Il percorso ciclopedonale costituisce un’infrastruttura fondamentale per la mobilità dolce, favorendo spostamenti sicuri e sostenibili tra i diversi ambiti urbani ed extraurbani. La realizzazione di tracciati separati per pedoni e ciclisti stimola l’attività fisica quotidiana, contribuisce alla sicurezza stradale e migliora la qualità della vita, riducendo il traffico veicolare e l’inquinamento. Gli effetti positivi di un sistema di mobilità leggera sono molteplici e scientificamente riconosciuti.
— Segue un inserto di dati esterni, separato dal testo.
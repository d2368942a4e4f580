//! HMAC digest types and dynamic truncation.

use core::{fmt, str::FromStr};

use ring::hmac::{
    self, sign, Key as HmacKey, Tag, HMAC_SHA1_FOR_LEGACY_USE_ONLY as HMAC_SHA1, HMAC_SHA256,
    HMAC_SHA512,
};
use tracing::warn;

use crate::{HotpError, Result};

/// Keyed-hash algorithm used to derive HOTP digests.
///
/// [RFC 4226][4226] prescribes HMAC-SHA1. [RFC 6238][6238] extends the same construction to
/// HMAC-SHA256 and HMAC-SHA512, and authenticator apps accept all three for counter-based codes
/// too. The set is closed; dynamic truncation only depends on the digest length.
///
/// [4226]: https://datatracker.ietf.org/doc/html/rfc4226
/// [6238]: https://datatracker.ietf.org/doc/html/rfc6238
#[derive(Clone, Copy, Debug, Default, Eq, Hash, PartialEq)]
pub enum Algorithm {
    /// HMAC-SHA1, 20-byte digests.
    #[default]
    Sha1,
    /// HMAC-SHA256, 32-byte digests.
    Sha256,
    /// HMAC-SHA512, 64-byte digests.
    Sha512,
}

impl Algorithm {
    /// Length in bytes of digests produced by this algorithm.
    pub const fn digest_len(self) -> usize {
        match self {
            Self::Sha1 => 20,
            Self::Sha256 => 32,
            Self::Sha512 => 64,
        }
    }

    /// Name as written in `otpauth://` URIs.
    pub const fn name(self) -> &'static str {
        match self {
            Self::Sha1 => "SHA1",
            Self::Sha256 => "SHA256",
            Self::Sha512 => "SHA512",
        }
    }

    fn hmac(self) -> hmac::Algorithm {
        match self {
            Self::Sha1 => HMAC_SHA1,
            Self::Sha256 => HMAC_SHA256,
            Self::Sha512 => HMAC_SHA512,
        }
    }
}

impl fmt::Display for Algorithm {
    fn fmt(&self, f: &mut fmt::Formatter<'_>) -> fmt::Result {
        f.write_str(self.name())
    }
}

/// Parses `sha1`, `SHA-256`, `Sha512`, and similar spellings.
impl FromStr for Algorithm {
    type Err = HotpError;

    fn from_str(s: &str) -> Result<Self> {
        let normalized: String = s
            .trim()
            .chars()
            .filter(|c| *c != '-' && *c != '_')
            .map(|c| c.to_ascii_uppercase())
            .collect();
        match normalized.as_str() {
            "SHA1" => Ok(Self::Sha1),
            "SHA256" => Ok(Self::Sha256),
            "SHA512" => Ok(Self::Sha512),
            _ => Err(HotpError::UnsupportedAlgorithm(s.to_owned())),
        }
    }
}

impl TryFrom<&str> for Algorithm {
    type Error = HotpError;

    fn try_from(s: &str) -> Result<Self> {
        s.parse()
    }
}

/// Trait enabling dynamic truncation of any digest.
///
/// The provided [`HmacDigest`] is what the rest of the crate uses. Raw byte arrays implement
/// `Digest` as well, which is convenient for checking the worked example of
/// [RFC 4226 §5.4][54].
///
/// [54]: https://datatracker.ietf.org/doc/html/rfc4226#section-5.4
pub trait Digest: AsRef<[u8]> {
    /// Dynamically truncate the digest to a 31-bit integer ([RFC 4226 §5.3][53]).
    ///
    /// The low nibble of the final byte selects a four-byte window, whose big-endian value has
    /// its top bit cleared. No reduction modulo a power of ten is performed here.
    ///
    /// # Errors
    ///
    /// Returns [`HotpError::Truncation`] when the digest is too short to supply four bytes at
    /// the selected offset. This cannot happen for any digest of 19 bytes or more, so it is
    /// never observed for the supported algorithms.
    ///
    /// [53]: https://datatracker.ietf.org/doc/html/rfc4226#section-5.3
    fn truncate(&self) -> Result<u32> {
        let digest = self.as_ref();
        let len = digest.len();
        // Dynamic truncation: the four lowest-order bits of the last byte give the offset
        let offset = digest.last().map_or(0, |last| usize::from(last & 0xf));
        let window = digest.get(offset..offset + 4).ok_or_else(|| {
            warn!(len, offset, "digest too short for dynamic truncation");
            HotpError::Truncation { len, offset }
        })?;
        let bytes = [
            // Strip leading bit to remove signed/unsigned ambiguity
            window[0] & 0x7f,
            window[1],
            window[2],
            window[3],
        ];
        Ok(u32::from_be_bytes(bytes))
    }
}

impl<const N: usize> Digest for [u8; N] {}

/// HMAC digest of a counter, tagged with the algorithm that produced it.
#[derive(Clone, Copy, Debug)]
pub struct HmacDigest {
    algorithm: Algorithm,
    tag: Tag,
}

impl HmacDigest {
    /// Algorithm that produced this digest.
    pub fn algorithm(&self) -> Algorithm {
        self.algorithm
    }
}

impl AsRef<[u8]> for HmacDigest {
    fn as_ref(&self) -> &[u8] {
        self.tag.as_ref()
    }
}

impl Digest for HmacDigest {}

/// Computes HMAC(`key`, big-endian `counter`) with the given algorithm.
///
/// Any key length is accepted here; rejecting empty secrets is left to the callers that own
/// them.
pub fn hmac(key: &[u8], counter: u64, algorithm: Algorithm) -> HmacDigest {
    let key = HmacKey::new(algorithm.hmac(), key);
    HmacDigest {
        algorithm,
        tag: sign(&key, &counter.to_be_bytes()),
    }
}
L’obiettivo principale del progetto proposto è completare l’ultimo tratto del percorso ciclopedonale già avviato, unendo Viale Europa a Via per Cantalupo, attraverso la nuova rotatoria in costruzione. Il tracciato sarà progettato per garantire la sicurezza di pedoni e ciclisti, aumentando le possibilità di utilizzo del percorso da parte di tutta la popolazione, rendendo così il percorso un collegamento efficiente e accessibile tra il centro urbano e le aree verdi circostanti, tra cui il Parco dei Mughetti.
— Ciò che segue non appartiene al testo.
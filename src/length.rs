//! HOTP code lengths and canonical decimal formatting.

use core::fmt;

use crate::{HotpError, Result};

/// Number of decimal digits in a code.
///
/// [RFC 4226][4226] requires at least 6 digits and its Appendix E allows up to 9. This type
/// accepts anything from 1 to 9: the truncated value has 31 bits, so 10<sup>9</sup> is the
/// largest power of ten that still yields a meaningful reduction.
///
/// [4226]: https://datatracker.ietf.org/doc/html/rfc4226
#[derive(Clone, Copy, Debug, Eq, Hash, Ord, PartialEq, PartialOrd)]
pub struct Digits(u8);

impl Digits {
    /// Shortest accepted code length.
    pub const MIN: u8 = 1;
    /// Longest accepted code length.
    pub const MAX: u8 = 9;

    /// Six digits, the RFC 4226 minimum and the usual default.
    pub const SIX: Self = Self(6);
    /// Seven digits.
    pub const SEVEN: Self = Self(7);
    /// Eight digits.
    pub const EIGHT: Self = Self(8);

    /// Validates a digit count.
    ///
    /// # Errors
    ///
    /// Returns [`HotpError::Digits`] unless `1 <= digits <= 9`.
    pub fn new(digits: u8) -> Result<Self> {
        if (Self::MIN..=Self::MAX).contains(&digits) {
            Ok(Self(digits))
        } else {
            Err(HotpError::Digits(digits))
        }
    }

    /// The digit count as a plain integer.
    pub const fn get(self) -> u8 {
        self.0
    }

    /// 10<sup>digits</sup>, the modulus applied to truncated values.
    pub fn modulus(self) -> u32 {
        10_u32.pow(self.0.into())
    }
}

impl Default for Digits {
    fn default() -> Self {
        Self::SIX
    }
}

impl TryFrom<u8> for Digits {
    type Error = HotpError;

    fn try_from(digits: u8) -> Result<Self> {
        Self::new(digits)
    }
}

impl From<Digits> for u8 {
    fn from(digits: Digits) -> Self {
        digits.0
    }
}

impl fmt::Display for Digits {
    fn fmt(&self, f: &mut fmt::Formatter<'_>) -> fmt::Result {
        fmt::Display::fmt(&self.0, f)
    }
}

/// Reduces a truncated value modulo 10<sup>digits</sup> and renders it zero-padded.
///
/// ```rust
/// use hotp_session::{format, Digits};
///
/// assert_eq!(format(82, Digits::SIX), "000082");
/// assert_eq!(format(1_234_567, Digits::SIX), "234567");
/// ```
pub fn format(truncated: u32, digits: Digits) -> String {
    format!(
        "{:0width$}",
        truncated % digits.modulus(),
        width = usize::from(digits.get())
    )
}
Il progetto si inserisce all’interno del sistema di mobilità dolce del Comune di Origgio, un contesto caratterizzato da scorci paesaggistici e naturalistici di alto valore e da aree a forte interesse ecologico. Il nuovo tratto ciclopedonale prevede una larghezza minima di 250 cm, separata dalla carreggiata da un elemento divisorio, e un sistema dedicato di raccolta e dispersione delle acque piovane, in modo da preservare la sicurezza e l’integrità del percorso anche in caso di pioggia. L’intervento è concepito per integrarsi armonicamente con le scelte progettuali dei tratti già realizzati, garantendo continuità estetica e funzionale.
La soluzione progettuale prevede un sistema sovrapposto di cordoli e trincee per il deflusso delle acque piovane, integrato con elementi vegetali decorativi e percorsi ciclopedonali pendenzati verso la trincea. Nei punti in cui il percorso supera il Torrente Bozzente, il piano viabile sarà innalzato, modellando scarpate con adeguata stabilizzazione del terreno tramite biotessile e geocompositi, e protetto da staccionate in legno per la sicurezza degli utenti.
Lungo l’intero tracciato sarà inoltre predisposto un corrugato interrato per un futuro sistema di illuminazione, senza interferire con il deflusso delle acque o altre infrastrutture esistenti. Il progetto mira, dunque, a creare uno spazio sicuro, accessibile e sostenibile, capace di incentivare la mobilità dolce e valorizzare il territorio, promuovendo al contempo interazioni positive tra cittadini e natura.